→ Task to complete
Make an exact copy of the records below. Include every line.

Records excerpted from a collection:
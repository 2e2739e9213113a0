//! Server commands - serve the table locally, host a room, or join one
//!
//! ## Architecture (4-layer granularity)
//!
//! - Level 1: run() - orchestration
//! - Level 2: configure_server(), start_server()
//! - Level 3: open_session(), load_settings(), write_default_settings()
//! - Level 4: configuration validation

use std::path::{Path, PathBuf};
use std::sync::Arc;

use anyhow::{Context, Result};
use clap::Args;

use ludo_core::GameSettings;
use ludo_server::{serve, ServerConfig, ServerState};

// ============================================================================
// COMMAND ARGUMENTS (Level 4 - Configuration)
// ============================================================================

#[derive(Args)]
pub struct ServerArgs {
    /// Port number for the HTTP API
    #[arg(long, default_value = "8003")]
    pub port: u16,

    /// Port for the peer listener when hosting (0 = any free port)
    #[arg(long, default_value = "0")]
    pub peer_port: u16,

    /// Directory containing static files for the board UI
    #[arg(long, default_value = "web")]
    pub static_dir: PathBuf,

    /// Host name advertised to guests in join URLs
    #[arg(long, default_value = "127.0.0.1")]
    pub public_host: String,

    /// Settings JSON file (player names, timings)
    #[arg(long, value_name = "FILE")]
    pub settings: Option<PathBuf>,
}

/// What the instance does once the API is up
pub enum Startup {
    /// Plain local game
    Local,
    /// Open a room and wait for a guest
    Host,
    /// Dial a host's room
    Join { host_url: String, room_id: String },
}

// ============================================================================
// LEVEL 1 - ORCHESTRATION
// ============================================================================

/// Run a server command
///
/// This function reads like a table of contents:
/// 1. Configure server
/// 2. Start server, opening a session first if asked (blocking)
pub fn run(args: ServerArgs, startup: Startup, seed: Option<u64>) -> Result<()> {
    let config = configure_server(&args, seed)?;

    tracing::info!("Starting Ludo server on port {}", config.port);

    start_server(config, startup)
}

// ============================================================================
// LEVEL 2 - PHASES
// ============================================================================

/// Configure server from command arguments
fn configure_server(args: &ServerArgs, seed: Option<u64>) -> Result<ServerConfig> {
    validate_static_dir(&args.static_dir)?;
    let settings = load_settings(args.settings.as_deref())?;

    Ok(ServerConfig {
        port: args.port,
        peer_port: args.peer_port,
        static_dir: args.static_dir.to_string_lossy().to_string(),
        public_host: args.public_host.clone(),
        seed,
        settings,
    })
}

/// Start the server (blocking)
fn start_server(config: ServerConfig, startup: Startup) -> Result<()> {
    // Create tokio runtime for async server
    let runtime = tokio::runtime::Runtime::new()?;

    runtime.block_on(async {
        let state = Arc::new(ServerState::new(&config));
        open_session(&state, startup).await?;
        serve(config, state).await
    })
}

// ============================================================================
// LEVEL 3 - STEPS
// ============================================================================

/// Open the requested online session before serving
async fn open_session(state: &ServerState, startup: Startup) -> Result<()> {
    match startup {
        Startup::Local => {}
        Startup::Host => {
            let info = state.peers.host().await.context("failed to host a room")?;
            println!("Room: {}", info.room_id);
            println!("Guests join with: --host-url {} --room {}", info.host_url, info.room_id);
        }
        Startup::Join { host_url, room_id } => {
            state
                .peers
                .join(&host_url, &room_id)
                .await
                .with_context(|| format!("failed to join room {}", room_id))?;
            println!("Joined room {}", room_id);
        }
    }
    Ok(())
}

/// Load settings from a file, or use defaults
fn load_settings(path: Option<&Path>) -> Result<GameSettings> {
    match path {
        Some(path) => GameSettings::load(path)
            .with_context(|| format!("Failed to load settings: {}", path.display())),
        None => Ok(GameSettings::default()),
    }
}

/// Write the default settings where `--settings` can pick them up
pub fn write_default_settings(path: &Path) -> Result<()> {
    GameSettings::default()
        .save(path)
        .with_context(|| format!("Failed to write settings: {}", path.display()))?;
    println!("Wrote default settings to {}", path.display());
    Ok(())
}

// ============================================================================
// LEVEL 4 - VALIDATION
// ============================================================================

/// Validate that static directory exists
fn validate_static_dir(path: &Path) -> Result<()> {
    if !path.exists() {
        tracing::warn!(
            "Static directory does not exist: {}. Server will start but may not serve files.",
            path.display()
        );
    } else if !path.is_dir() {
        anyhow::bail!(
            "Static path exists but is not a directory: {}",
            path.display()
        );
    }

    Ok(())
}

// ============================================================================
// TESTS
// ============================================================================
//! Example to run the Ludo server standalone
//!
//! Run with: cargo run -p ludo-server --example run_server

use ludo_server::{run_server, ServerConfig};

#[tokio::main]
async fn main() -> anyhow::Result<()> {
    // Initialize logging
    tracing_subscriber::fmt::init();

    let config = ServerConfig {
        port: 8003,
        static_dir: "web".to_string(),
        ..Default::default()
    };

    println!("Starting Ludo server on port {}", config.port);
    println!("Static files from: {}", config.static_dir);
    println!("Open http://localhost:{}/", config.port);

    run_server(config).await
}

→ Response
repository 2e2739e9213113a0
//! Server commands - serve the table locally, host a room, or join one
//!
//! ## Architecture (4-layer granularity)
//!
//! - Level 1: run() - orchestration
//! - Level 2: configure_server(), start_server()
//! - Level 3: open_session(), load_settings(), write_default_settings()
//! - Level 4: configuration validation

use std::path::{Path, PathBuf};
use std::sync::Arc;

use anyhow::{Context, Result};
use clap::Args;

use ludo_core::GameSettings;
use ludo_server::{serve, ServerConfig, ServerState};

// ============================================================================
// COMMAND ARGUMENTS (Level 4 - Configuration)
// ============================================================================

#[derive(Args)]
pub struct ServerArgs {
    /// Port number for the HTTP API
    #[arg(long, default_value = "8003")]
    pub port: u16,

    /// Port for the peer listener when hosting (0 = any free port)
    #[arg(long, default_value = "0")]
    pub peer_port: u16,

    /// Directory containing static files for the board UI
    #[arg(long, default_value = "web")]
    pub static_dir: PathBuf,

    /// Host name advertised to guests in join URLs
    #[arg(long, default_value = "127.0.0.1")]
    pub public_host: String,

    /// Settings JSON file (player names, timings)
    #[arg(long, value_name = "FILE")]
    pub settings: Option<PathBuf>,
}

/// What the instance does once the API is up
pub enum Startup {
    /// Plain local game
    Local,
    /// Open a room and wait for a guest
    Host,
    /// Dial a host's room
    Join { host_url: String, room_id: String },
}

// ============================================================================
// LEVEL 1 - ORCHESTRATION
// ============================================================================

/// Run a server command
///
/// This function reads like a table of contents:
/// 1. Configure server
/// 2. Start server, opening a session first if asked (blocking)
pub fn run(args: ServerArgs, startup: Startup, seed: Option<u64>) -> Result<()> {
    let config = configure_server(&args, seed)?;

    tracing::info!("Starting Ludo server on port {}", config.port);

    start_server(config, startup)
}

// ============================================================================
// LEVEL 2 - PHASES
// ============================================================================

/// Configure server from command arguments
fn configure_server(args: &ServerArgs, seed: Option<u64>) -> Result<ServerConfig> {
    validate_static_dir(&args.static_dir)?;
    let settings = load_settings(args.settings.as_deref())?;

    Ok(ServerConfig {
        port: args.port,
        peer_port: args.peer_port,
        static_dir: args.static_dir.to_string_lossy().to_string(),
        public_host: args.public_host.clone(),
        seed,
        settings,
    })
}

/// Start the server (blocking)
fn start_server(config: ServerConfig, startup: Startup) -> Result<()> {
    // Create tokio runtime for async server
    let runtime = tokio::runtime::Runtime::new()?;

    runtime.block_on(async {
        let state = Arc::new(ServerState::new(&config));
        open_session(&state, startup).await?;
        serve(config, state).await
    })
}

// ============================================================================
// LEVEL 3 - STEPS
// ============================================================================

/// Open the requested online session before serving
async fn open_session(state: &ServerState, startup: Startup) -> Result<()> {
    match startup {
        Startup::Local => {}
        Startup::Host => {
            let info = state.peers.host().await.context("failed to host a room")?;
            println!("Room: {}", info.room_id);
            println!("Guests join with: --host-url {} --room {}", info.host_url, info.room_id);
        }
        Startup::Join { host_url, room_id } => {
            state
                .peers
                .join(&host_url, &room_id)
                .await
                .with_context(|| format!("failed to join room {}", room_id))?;
            println!("Joined room {}", room_id);
        }
    }
    Ok(())
}

/// Load settings from a file, or use defaults
fn load_settings(path: Option<&Path>) -> Result<GameSettings> {
    match path {
        Some(path) => GameSettings::load(path)
            .with_context(|| format!("Failed to load settings: {}", path.display())),
        None => Ok(GameSettings::default()),
    }
}

/// Write the default settings where `--settings` can pick them up
pub fn write_default_settings(path: &Path) -> Result<()> {
    GameSettings::default()
        .save(path)
        .with_context(|| format!("Failed to write settings: {}", path.display()))?;
    println!("Wrote default settings to {}", path.display());
    Ok(())
}

// ============================================================================
// LEVEL 4 - VALIDATION
// ============================================================================

/// Validate that static directory exists
fn validate_static_dir(path: &Path) -> Result<()> {
    if !path.exists() {
        tracing::warn!(
            "Static directory does not exist: {}. Server will start but may not serve files.",
            path.display()
        );
    } else if !path.is_dir() {
        anyhow::bail!(
            "Static path exists but is not a directory: {}",
            path.display()
        );
    }

    Ok(())
}

// ============================================================================
// TESTS
// ============================================================================
//! Example to run the Ludo server standalone
//!
//! Run with: cargo run -p ludo-server --example run_server

use ludo_server::{run_server, ServerConfig};

#[tokio::main]
async fn main() -> anyhow::Result<()> {
    // Initialize logging
    tracing_subscriber::fmt::init();

    let config = ServerConfig {
        port: 8003,
        static_dir: "web".to_string(),
        ..Default::default()
    };

    println!("Starting Ludo server on port {}", config.port);
    println!("Static files from: {}", config.static_dir);
    println!("Open http://localhost:{}/", config.port);

    run_server(config).await
}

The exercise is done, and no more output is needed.